Unless you have experience with self-coaching, I would advise against that. These plans are fixed and do not adapt. I have tried the plans by British Cycling without any understanding of how structured training works and the result was not great.
Instead, I suggest you try TrainerRoad. It is with good reason that they are the market leader when it comes to structured self-coaching. They support several ways to train, including custom-generated training plans and their TrainNow feature allows for impromptu training sessions. They have a very good forum, too, in case you have any questions. They have a reputation being indoor-only, but that’s false, any workout can be done outdoors, although you will need to plan your routes accordingly.
For context: just turned 49, married, 4 kids, work full time.
I can’t recommend TrainerRoad highly enough. Following a TR training plan, my FTP rose from 286 in July 2024 to 340 in June 2025. 4 rides per week (intervals on Tues, Thursday, Sat, endurance on Sun). None of the scheduled rides lasted longer than 75 minutes.
I don’t mind the indoor intervals because they just flat out work, at least for me. TR building the plan, scheduling it, giving me workouts that work, all of that makes it really easy for me to do it.
Another vote for Trainer Road. Starting last December I was coming back from 2.5-ish years of injury and mystery pain. With only two TR rides a week my FTP went from 175 to 205 in a few months. Between those two rides I was only on the trainer for 2.25 hours a week, which leaves plenty of time for riding outside. In the winter you could bump it up to three rides a week if you don’t want to ride in the cold.
For context, I’m about to turn 44; I’ve never been a racer; my big goal is finishing Unbound in less than 18 hours next year. I also used to hate riding inside—it felt like it broke my brain. I got a Kickr Move as a last ditch attempt to make riding inside work, and that little bit of movement made it something I could enjoy. I watch TV or movies while I’m riding inside.

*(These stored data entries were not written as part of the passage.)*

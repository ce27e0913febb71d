use serde_json::json;
use tripdesk_common::Result;
use tripdesk_realtime::envelope::TRIP_UPDATE;

use crate::cli::TripsCommand;
use crate::context::AppContext;
use crate::render;

pub async fn run(ctx: &AppContext, command: TripsCommand) -> Result<()> {
    match command {
        TripsCommand::List => {
            ctx.require_session()?;
            print_trips(ctx).await
        }
        TripsCommand::Show { id } => {
            ctx.require_session()?;
            let trip = ctx.api.get_trip(id).await?;
            println!("{}", render::trip(&trip));
            Ok(())
        }
        TripsCommand::Search {
            attraction,
            from,
            to,
        } => {
            ctx.require_session()?;
            let term = attraction.trim();
            let trips = match (from, to) {
                _ if term.is_empty() => ctx.api.list_trips().await?,
                (Some(from), Some(to)) => {
                    ctx.api
                        .search_by_attraction_and_time(term, &from, &to)
                        .await?
                }
                _ => ctx.api.search_by_attraction(term).await?,
            };
            println!("{}", render::trips(&trips));
            Ok(())
        }
        TripsCommand::Create(fields) => {
            ctx.require_admin()?;
            let trip = ctx.api.create_trip(&fields.into_trip()).await?;
            println!("Trip created successfully!");
            ctx.announce(TRIP_UPDATE, &trip).await;
            print_trips(ctx).await
        }
        TripsCommand::Update(fields) => {
            ctx.require_admin()?;
            let trip = ctx.api.update_trip(&fields.into_trip()).await?;
            println!("Trip updated successfully!");
            ctx.announce(TRIP_UPDATE, &trip).await;
            print_trips(ctx).await
        }
        TripsCommand::Delete { id } => {
            ctx.require_admin()?;
            let reply = ctx.api.delete_trip(id).await?;
            println!("{}", reply.message);
            ctx.announce(TRIP_UPDATE, &json!({ "id": id })).await;
            print_trips(ctx).await
        }
    }
}

/// Fetch and print the full trip listing.
pub async fn print_trips(ctx: &AppContext) -> Result<()> {
    let trips = ctx.api.list_trips().await?;
    println!("{}", render::trips(&trips));
    Ok(())
}
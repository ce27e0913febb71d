//! Request and response bodies, named after the JSON the server speaks.

use std::fmt;

use serde::{Deserialize, Serialize};

#[derive(Debug, Clone, PartialEq, Serialize, Deserialize)]
#[serde(rename_all = "camelCase")]
pub struct Trip {
    pub id: i32,
    pub attraction_name: String,
    pub transport_company: String,
    /// Opaque; forwarded exactly as the server formats it.
    pub departure_time: String,
    pub price: f64,
    pub available_seats: i32,
}

#[derive(Clone, PartialEq, Eq, Serialize, Deserialize)]
pub struct User {
    pub id: i32,
    pub username: String,
    #[serde(default)]
    pub password: String,
}

impl fmt::Debug for User {
    fn fmt(&self, f: &mut fmt::Formatter<'_>) -> fmt::Result {
        f.debug_struct("User")
            .field("id", &self.id)
            .field("username", &self.username)
            .field("password", &"[REDACTED]")
            .finish()
    }
}

#[derive(Serialize)]
pub(crate) struct LoginRequest<'a> {
    pub username: &'a str,
    pub password: &'a str,
}

#[derive(Debug, Clone, PartialEq, Eq, Deserialize)]
#[serde(rename_all = "camelCase")]
pub struct LoginResponse {
    pub success: bool,
    #[serde(default)]
    pub message: String,
    #[serde(default)]
    pub user_id: Option<i32>,
    #[serde(default)]
    pub username: Option<String>,
    #[serde(default)]
    pub admin: bool,
}

#[derive(Serialize)]
pub(crate) struct CreateUserRequest<'a> {
    pub id: i32,
    pub username: &'a str,
    pub password: &'a str,
}

#[derive(Serialize)]
pub(crate) struct UpdateUserRequest<'a> {
    pub username: &'a str,
    pub password: &'a str,
}

/// Reply to user create and update.
#[derive(Debug, Clone, PartialEq, Eq, Deserialize)]
pub struct UserMutationResponse {
    pub success: bool,
    #[serde(default)]
    pub message: String,
    #[serde(default)]
    pub user: Option<User>,
}

#[derive(Debug, Clone, PartialEq, Eq, Serialize, Deserialize)]
#[serde(rename_all = "camelCase")]
pub struct ReservationRequest {
    pub trip_id: i32,
    pub customer_name: String,
    pub customer_phone: String,
    pub tickets: i32,
}

#[derive(Debug, Clone, PartialEq, Eq, Serialize, Deserialize)]
#[serde(rename_all = "camelCase")]
pub struct Reservation {
    pub id: i32,
    pub trip_id: i32,
    pub customer_id: i32,
    pub number_of_tickets: i32,
    #[serde(default)]
    pub customer_name: Option<String>,
    #[serde(default)]
    pub attraction_name: Option<String>,
}

#[derive(Debug, Clone, PartialEq, Eq, Deserialize)]
pub struct ReservationResponse {
    pub success: bool,
    #[serde(default)]
    pub message: String,
    #[serde(default)]
    pub reservation: Option<Reservation>,
}

/// `{"message": ...}`, returned by deletes and cancellations.
#[derive(Debug, Clone, PartialEq, Eq, Serialize, Deserialize)]
pub struct MessageResponse {
    pub message: String,
}

/// Any reply carrying the `success`/`message` pair.
#[derive(Deserialize)]
pub(crate) struct Outcome {
    pub success: bool,
    #[serde(default)]
    pub message: String,
}
//! Validation for the realtime and api sections.

use crate::schema::TripdeskConfig;

use super::helpers::{validate_range, validate_scheme};

/// Validate realtime feed constraints.
pub(crate) fn validate_realtime(errors: &mut Vec<String>, config: &TripdeskConfig) {
    let rt = &config.realtime;
    validate_scheme(errors, "realtime.url", &rt.url, &["ws://", "wss://"]);
    validate_range(
        errors,
        "realtime.reconnect_delay_ms",
        rt.reconnect_delay_ms,
        10,
        600_000,
    );
    validate_range(
        errors,
        "realtime.max_reconnect_attempts",
        rt.max_reconnect_attempts,
        0,
        100,
    );
    validate_range(
        errors,
        "realtime.connect_timeout_secs",
        rt.connect_timeout_secs,
        1,
        120,
    );
}

/// Validate REST API constraints.
pub(crate) fn validate_api(errors: &mut Vec<String>, config: &TripdeskConfig) {
    let api = &config.api;
    validate_scheme(errors, "api.base_url", &api.base_url, &["http://", "https://"]);
    if api.base_url.ends_with('/') {
        errors.push(format!(
            "api.base_url = {:?} must not end with '/'",
            api.base_url
        ));
    }
    validate_range(
        errors,
        "api.connect_timeout_secs",
        api.connect_timeout_secs,
        1,
        120,
    );
    validate_range(
        errors,
        "api.request_timeout_secs",
        api.request_timeout_secs,
        1,
        600,
    );
}
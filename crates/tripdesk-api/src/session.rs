//! Logged-in identity persisted between runs.

use std::path::{Path, PathBuf};

use serde::{Deserialize, Serialize};
use tracing::{debug, info, warn};

use crate::error::ApiError;
use crate::types::LoginResponse;

/// Who is logged in. Stored as `{"userId", "username", "isAdmin"}`.
#[derive(Debug, Clone, PartialEq, Eq, Serialize, Deserialize)]
#[serde(rename_all = "camelCase")]
pub struct SessionUser {
    pub user_id: i32,
    pub username: String,
    pub is_admin: bool,
}

impl SessionUser {
    /// Identity from a successful login reply.
    pub fn from_login(response: &LoginResponse) -> Result<Self, ApiError> {
        match (response.success, response.user_id, &response.username) {
            (true, Some(user_id), Some(username)) => Ok(Self {
                user_id,
                username: username.clone(),
                is_admin: response.admin,
            }),
            (false, _, _) => Err(ApiError::Rejected(response.message.clone())),
            _ => Err(ApiError::Session(
                "login reply is missing userId or username".into(),
            )),
        }
    }
}

/// JSON file holding at most one [`SessionUser`].
#[derive(Debug, Clone)]
pub struct SessionStore {
    path: PathBuf,
}

impl SessionStore {
    pub fn new(path: impl Into<PathBuf>) -> Self {
        Self { path: path.into() }
    }

    /// `<data_dir>/tripdesk/session.json`.
    pub fn default_path() -> Result<PathBuf, ApiError> {
        dirs::data_dir()
            .map(|dir| dir.join("tripdesk").join("session.json"))
            .ok_or_else(|| ApiError::Session("could not determine data directory".into()))
    }

    /// Store at `path`, or at the platform default when `None`.
    pub fn open(path: Option<PathBuf>) -> Result<Self, ApiError> {
        match path {
            Some(path) => Ok(Self::new(path)),
            None => Ok(Self::new(Self::default_path()?)),
        }
    }

    pub fn path(&self) -> &Path {
        &self.path
    }

    /// The stored identity, if any. A corrupt file is removed.
    pub fn load(&self) -> Option<SessionUser> {
        let content = match std::fs::read_to_string(&self.path) {
            Ok(content) => content,
            Err(e) if e.kind() == std::io::ErrorKind::NotFound => return None,
            Err(e) => {
                warn!(path = %self.path.display(), error = %e, "Failed to read session file");
                return None;
            }
        };
        match serde_json::from_str(&content) {
            Ok(user) => Some(user),
            Err(e) => {
                warn!(path = %self.path.display(), error = %e, "Discarding corrupt session file");
                let _ = std::fs::remove_file(&self.path);
                None
            }
        }
    }

    pub fn save(&self, user: &SessionUser) -> Result<(), ApiError> {
        let json = serde_json::to_string_pretty(user)
            .map_err(|e| ApiError::Session(format!("failed to serialize session: {e}")))?;

        if let Some(parent) = self.path.parent() {
            std::fs::create_dir_all(parent).map_err(|e| {
                let err = ApiError::Session(format!(
                    "failed to create session directory {}: {e}",
                    parent.display()
                ));
                warn!(error = %err, "Session not saved");
                err
            })?;
        }

        let tmp_path = self.path.with_extension("json.tmp");
        let written = std::fs::write(&tmp_path, &json).and_then(|()| {
            std::fs::rename(&tmp_path, &self.path).or_else(|_| {
                let _ = std::fs::remove_file(&tmp_path);
                std::fs::write(&self.path, &json)
            })
        });
        written.map_err(|e| {
            let err = ApiError::Session(format!(
                "failed to write session to {}: {e}",
                self.path.display()
            ));
            warn!(error = %err, "Session not saved");
            err
        })?;

        info!(username = %user.username, admin = user.is_admin, "Session saved");
        Ok(())
    }

    /// Forget the stored identity. A missing file is not an error.
    pub fn clear(&self) -> Result<(), ApiError> {
        match std::fs::remove_file(&self.path) {
            Ok(()) => {
                debug!(path = %self.path.display(), "Session cleared");
                Ok(())
            }
            Err(e) if e.kind() == std::io::ErrorKind::NotFound => Ok(()),
            Err(e) => Err(ApiError::Session(format!(
                "failed to remove {}: {e}",
                self.path.display()
            ))),
        }
    }
}
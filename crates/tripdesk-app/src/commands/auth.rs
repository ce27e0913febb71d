use tripdesk_api::SessionUser;
use tripdesk_common::Result;

use crate::context::AppContext;
use crate::render;

pub async fn login(ctx: &AppContext, username: &str, password: &str) -> Result<()> {
    let response = ctx.api.login(username, password).await?;
    let user = SessionUser::from_login(&response)?;
    ctx.sessions.save(&user)?;
    println!("Logged in as {}", render::session(&user));
    Ok(())
}

pub fn logout(ctx: &AppContext) -> Result<()> {
    ctx.sessions.clear()?;
    println!("Logged out.");
    Ok(())
}

pub fn whoami(ctx: &AppContext) -> Result<()> {
    match ctx.sessions.load() {
        Some(user) => println!("{}", render::session(&user)),
        None => println!("Not logged in."),
    }
    Ok(())
}
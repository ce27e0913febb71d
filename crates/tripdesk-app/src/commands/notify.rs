use serde_json::Value;
use tripdesk_common::{Result, TripdeskError};
use tripdesk_realtime::envelope::{RESERVATION_UPDATE, TRIP_UPDATE, USER_UPDATE};

use crate::context::{send_once, AppContext};

pub async fn run(ctx: &AppContext, kind: &str, data: Option<&str>) -> Result<()> {
    let payload = parse_payload(data)?;
    if ![TRIP_UPDATE, USER_UPDATE, RESERVATION_UPDATE].contains(&kind) {
        tracing::warn!(kind, "Receivers drop envelope types they do not know");
    }

    let client = ctx.oneshot_client();
    send_once(&client, kind, &payload).await?;
    println!("Sent {kind} to {}", client.config().url);
    Ok(())
}

fn parse_payload(data: Option<&str>) -> Result<Value> {
    match data {
        None => Ok(Value::Null),
        Some(raw) => serde_json::from_str(raw)
            .map_err(|e| TripdeskError::Other(format!("--data is not valid JSON: {e}"))),
    }
}
//! `/auth` endpoints: login and user administration.

use reqwest::Method;
use tracing::info;

use super::{accepted, ApiClient};
use crate::error::ApiError;
use crate::types::{
    CreateUserRequest, LoginRequest, LoginResponse, MessageResponse, UpdateUserRequest, User,
    UserMutationResponse,
};

impl ApiClient {
    /// Check credentials. Bad credentials come back as
    /// [`ApiError::Rejected`] carrying the server's message.
    pub async fn login(&self, username: &str, password: &str) -> Result<LoginResponse, ApiError> {
        info!(username, "Attempting login");
        let request = self
            .request(Method::POST, "/auth/login")
            .json(&LoginRequest { username, password });
        let response: LoginResponse = self.json(request).await?;
        let message = response.message.clone();
        accepted(response.success, &message, response)
    }

    pub async fn list_users(&self) -> Result<Vec<User>, ApiError> {
        self.json(self.request(Method::GET, "/auth/users")).await
    }

    pub async fn search_users(&self, username: &str) -> Result<Vec<User>, ApiError> {
        let request = self
            .request(Method::GET, "/auth/users/search")
            .query(&[("username", username)]);
        self.json(request).await
    }

    pub async fn create_user(
        &self,
        id: i32,
        username: &str,
        password: &str,
    ) -> Result<UserMutationResponse, ApiError> {
        let request = self
            .request(Method::POST, "/auth/users")
            .json(&CreateUserRequest {
                id,
                username,
                password,
            });
        let response: UserMutationResponse = self.json(request).await?;
        let message = response.message.clone();
        accepted(response.success, &message, response)
    }

    pub async fn update_user(
        &self,
        id: i32,
        username: &str,
        password: &str,
    ) -> Result<UserMutationResponse, ApiError> {
        let request = self
            .request(Method::PUT, &format!("/auth/users/{id}"))
            .json(&UpdateUserRequest { username, password });
        let response: UserMutationResponse = self.json(request).await?;
        let message = response.message.clone();
        accepted(response.success, &message, response)
    }

    pub async fn delete_user(&self, id: i32) -> Result<MessageResponse, ApiError> {
        self.message(self.request(Method::DELETE, &format!("/auth/users/{id}")))
            .await
    }
}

If you don’t have a trainer, you can buy one from REI to try it out. As long as you’re a member there you have 90 days to return it if you don’t like it. Although I don’t generally advocate for doing that, it’s a big purchase and you should be sure it’s something that will work for you.
Structured training hasn’t appealed to me, as it’s difficult to commit to plans when the week can go sideways. Just another source of anxiety for me. I also am not racing anymore so I don’t have like an event to structure back from.
What works for me is having a consistent workout that I can use to challenge myself and track progress. For example, a long bridge on my daily ride allows me to shoot for a consistent power output. Or, I can ride laps around Central Park and shoot for 1, 2, or 3 lap PRs. On weekends, I have been doing endurance rides, for example trying to keep over 20mph average pace for 60-70 miles.
It works for me. At almost 45 I’m still beating my times from 15 years ago, when i was racing. I’m sure structured training would be better but this is working.
So, not quite “ride more” but not quite the commitment and stress of a structured plan.
+1 for TrainerRoad. A word of caution though, if you mix one of their higher volume plans in addition to extra riding outside with too much intensity it can be easy to overcook yourself.
Yup. Some high intensity is good, more is not better. Ideally one comes into an interval workout fresh enough to do high-quality work. I’d be cautious about doing over-threshold intervals more than 2x/week.